START Exercise inputs
// Copyright 2026 the Vantage Authors
// SPDX-License-Identifier: Apache-2.0 OR MIT

//! Normalized observations.

extern crate alloc;

use smallvec::SmallVec;

use crate::key::Key;

/// One normalized observation: a stable key, numeric measures, and an optional
/// ordering hint (typically the time axis value).
///
/// Records are immutable once built. Non-finite measures are coerced to `0.0` at
/// construction so `NaN` never propagates into layout.
#[derive(Clone, Debug, PartialEq)]
pub struct Record {
    key: Key,
    measures: SmallVec<[f64; 4]>,
    order: Option<f64>,
}

impl Record {
    /// Creates a record, coercing non-finite measures to `0.0`.
    pub fn new(key: Key, measures: impl IntoIterator<Item = f64>) -> Self {
        Self {
            key,
            measures: measures
                .into_iter()
                .map(|v| if v.is_finite() { v } else { 0.0 })
                .collect(),
            order: None,
        }
    }

    /// Sets the ordering hint. Non-finite hints are discarded.
    pub fn with_order(mut self, order: f64) -> Self {
        self.order = order.is_finite().then_some(order);
        self
    }

    /// Returns this record's key.
    pub fn key(&self) -> &Key {
        &self.key
    }

    /// Returns the measure at `index`, or `0.0` if the record has fewer measures.
    pub fn measure(&self, index: usize) -> f64 {
        self.measures.get(index).copied().unwrap_or(0.0)
    }

    /// Returns the primary measure (index 0).
    pub fn value(&self) -> f64 {
        self.measure(0)
    }

    /// Returns all measures in declaration order.
    pub fn measures(&self) -> &[f64] {
        &self.measures
    }

    /// Returns the ordering hint, if any.
    pub fn order(&self) -> Option<f64> {
        self.order
    }
}

#[cfg(test)]
mod tests {
    extern crate std;

    use alloc::vec;

    use super::*;

    #[test]
    fn non_finite_measures_coerce_to_zero() {
        let r = Record::new(Key::name("a"), vec![1.0, f64::NAN, f64::INFINITY]);
        assert_eq!(r.measures(), &[1.0, 0.0, 0.0]);
        assert_eq!(r.value(), 1.0);
    }

    #[test]
    fn missing_measures_read_as_zero() {
        let r = Record::new(Key::name("a"), [2.0]);
        assert_eq!(r.measure(5), 0.0);
    }

    #[test]
    fn non_finite_order_hint_is_discarded() {
        let r = Record::new(Key::name("a"), [1.0]).with_order(f64::NAN);
        assert_eq!(r.order(), None);
    }
}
END Exercise inputs
What you need to do: Every line from the one containing "vec![1.0, f64::NAN, f64::INFINITY]);" through the last line of the entries must be written out verbatim, and no other line.

Completed task:
        let r = Record::new(Key::name("a"), vec![1.0, f64::NAN, f64::INFINITY]);
        assert_eq!(r.measures(), &[1.0, 0.0, 0.0]);
        assert_eq!(r.value(), 1.0);
    }

    #[test]
    fn missing_measures_read_as_zero() {
        let r = Record::new(Key::name("a"), [2.0]);
        assert_eq!(r.measure(5), 0.0);
    }

    #[test]
    fn non_finite_order_hint_is_discarded() {
        let r = Record::new(Key::name("a"), [1.0]).with_order(f64::NAN);
        assert_eq!(r.order(), None);
    }
}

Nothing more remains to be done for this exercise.